The selloff was largely driven by apprehension regarding the Chinese central bank's decision to keep its loan prime rates unchanged. Investors interpreted this move, along with the unchanged interest rates last week, as an indication that Beijing may not be taking sufficient steps to stimulate the Chinese economy. Sonija Li, Maybank's head of retail research, commented, "Although the hold was largely expected, the market still raised concern over how and what the Beijing government will do to prop up the economy."
The property sector took a particularly hard hit, with the Hang Seng Properties Index experiencing a 4.6% drop to its lowest level since 2009. The Hang Seng Mainland Properties Index fared even worse, slumping by 6.9%.
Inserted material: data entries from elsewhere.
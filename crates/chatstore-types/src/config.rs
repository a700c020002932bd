//! Configuration types for chatstore.
//!
//! `AppConfig` represents the top-level `config.toml`; the `[storage]` table
//! selects and sizes the database backend.

use serde::{Deserialize, Serialize};

/// Top-level configuration. Loaded from `~/.chatstore/config.toml`; every
/// field has a default.
#[derive(Debug, Clone, Default, Serialize, Deserialize)]
pub struct AppConfig {
    #[serde(default)]
    pub storage: StorageConfig,
}

/// Which relational engine backs the store.
#[derive(Debug, Clone, Copy, PartialEq, Eq)]
pub enum BackendKind {
    Sqlite,
    Postgres,
}

/// Chat storage connection settings.
#[derive(Debug, Clone, Serialize, Deserialize)]
pub struct StorageConfig {
    /// Database URI. `postgres://...` selects PostgreSQL; anything else is
    /// treated as SQLite. When unset, a SQLite file in the data directory
    /// is used.
    #[serde(default)]
    pub uri: Option<String>,

    /// Maximum number of open connections.
    #[serde(default = "default_max_connections")]
    pub max_connections: u32,

    /// Idle connections kept open between uses.
    #[serde(default = "default_min_connections")]
    pub min_connections: u32,

    /// Create a default admin credential when none exists.
    #[serde(default = "default_true")]
    pub seed_default_admin: bool,
}

fn default_max_connections() -> u32 {
    25
}

fn default_min_connections() -> u32 {
    5
}

fn default_true() -> bool {
    true
}

impl Default for StorageConfig {
    fn default() -> Self {
        Self {
            uri: None,
            max_connections: default_max_connections(),
            min_connections: default_min_connections(),
            seed_default_admin: true,
        }
    }
}

impl StorageConfig {
    /// Backend implied by a database URI.
    pub fn backend_for(uri: &str) -> BackendKind {
        if uri.to_ascii_lowercase().starts_with("postgres") {
            BackendKind::Postgres
        } else {
            BackendKind::Sqlite
        }
    }
}

#[cfg(test)]
mod tests {
    use super::*;

    #[test]
    fn test_storage_config_defaults() {
        let config = StorageConfig::default();
        assert!(config.uri.is_none());
        assert_eq!(config.max_connections, 25);
        assert_eq!(config.min_connections, 5);
        assert!(config.seed_default_admin);
    }

    #[test]
    fn test_app_config_deserialize_empty() {
        let config: AppConfig = toml::from_str("").unwrap();
        assert_eq!(config.storage.max_connections, 25);
    }

    #[test]
    fn test_app_config_deserialize_with_values() {
        let toml_str = r#"
[storage]
uri = "postgres://user:pw@localhost:5432/chats"
max_connections = 10
seed_default_admin = false
"#;
        let config: AppConfig = toml::from_str(toml_str).unwrap();
        assert_eq!(
            config.storage.uri.as_deref(),
            Some("postgres://user:pw@localhost:5432/chats")
        );
        assert_eq!(config.storage.max_connections, 10);
        assert_eq!(config.storage.min_connections, 5);
        assert!(!config.storage.seed_default_admin);
    }

    #[test]
    fn test_backend_for_uri() {
        assert_eq!(
            StorageConfig::backend_for("postgres://localhost/db"),
            BackendKind::Postgres
        );
        assert_eq!(
            StorageConfig::backend_for("PostgreSQL://localhost/db"),
            BackendKind::Postgres
        );
        assert_eq!(
            StorageConfig::backend_for("sqlite://storages/chat.db"),
            BackendKind::Sqlite
        );
        assert_eq!(
            StorageConfig::backend_for("file:storages/chat.db"),
            BackendKind::Sqlite
        );
    }
}
//! Chat display-name derivation.
//!
//! Pure merge of the previously stored name with what an incoming event
//! tells us. Precedence, in order:
//!
//! 1. A stored non-empty name is kept, unless it is a placeholder (equal to
//!    the chat's user fragment or the sender's bare user) and a non-empty
//!    push name that differs from it is available; then the push name wins.
//! 2. With no stored name: groups become `Group <user>`, newsletters become
//!    `Newsletter <user>`, and direct chats take the push name if it is
//!    distinct from both identifiers, else the sender's user, else the
//!    chat's user fragment.

use chatstore_types::jid::{Jid, JidKind};

/// Derive the display name for `chat`.
///
/// `existing_name` is the name currently stored for the chat, if any.
pub fn derive_chat_name(
    existing_name: Option<&str>,
    chat: &Jid,
    sender_user: &str,
    push_name: &str,
) -> String {
    if let Some(existing) = existing_name.filter(|name| !name.is_empty()) {
        let is_placeholder = existing == chat.user || existing == sender_user;
        if is_placeholder && !push_name.is_empty() && push_name != existing {
            return push_name.to_string();
        }
        return existing.to_string();
    }

    match chat.kind() {
        JidKind::Group => format!("Group {}", chat.user),
        JidKind::Newsletter => format!("Newsletter {}", chat.user),
        JidKind::Direct => {
            if !push_name.is_empty() && push_name != sender_user && push_name != chat.user {
                push_name.to_string()
            } else if !sender_user.is_empty() {
                sender_user.to_string()
            } else {
                chat.user.clone()
            }
        }
    }
}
The selloff extended beyond the property sector to other industries including technology, autos, and consumer products. Notably, large property developers experienced losses of more than 5%, with Kaisa Group witnessing a sharp drop of 21% and Longfor Group losing over 10%. Tech giants Tencent and Meituan also faced significant declines, with losses of 3.3% and 4.7% respectively.
Saxo Bank analyst Redmond Wong highlighted the lack of buying interest due to historically low valuations. He stated, "The economic recovery in China fails to gather momentum and businesses are lacking confidence." Wong also noted Premier Li Qiang's recent dismissal of "major stimulus" as a tool for short-term growth, further dampening investor hopes for policy measures.
As the market seeks stability, investors must navigate uncertain terrain. The ongoing search for a bottom suggests that the situation may not improve in the immediate future.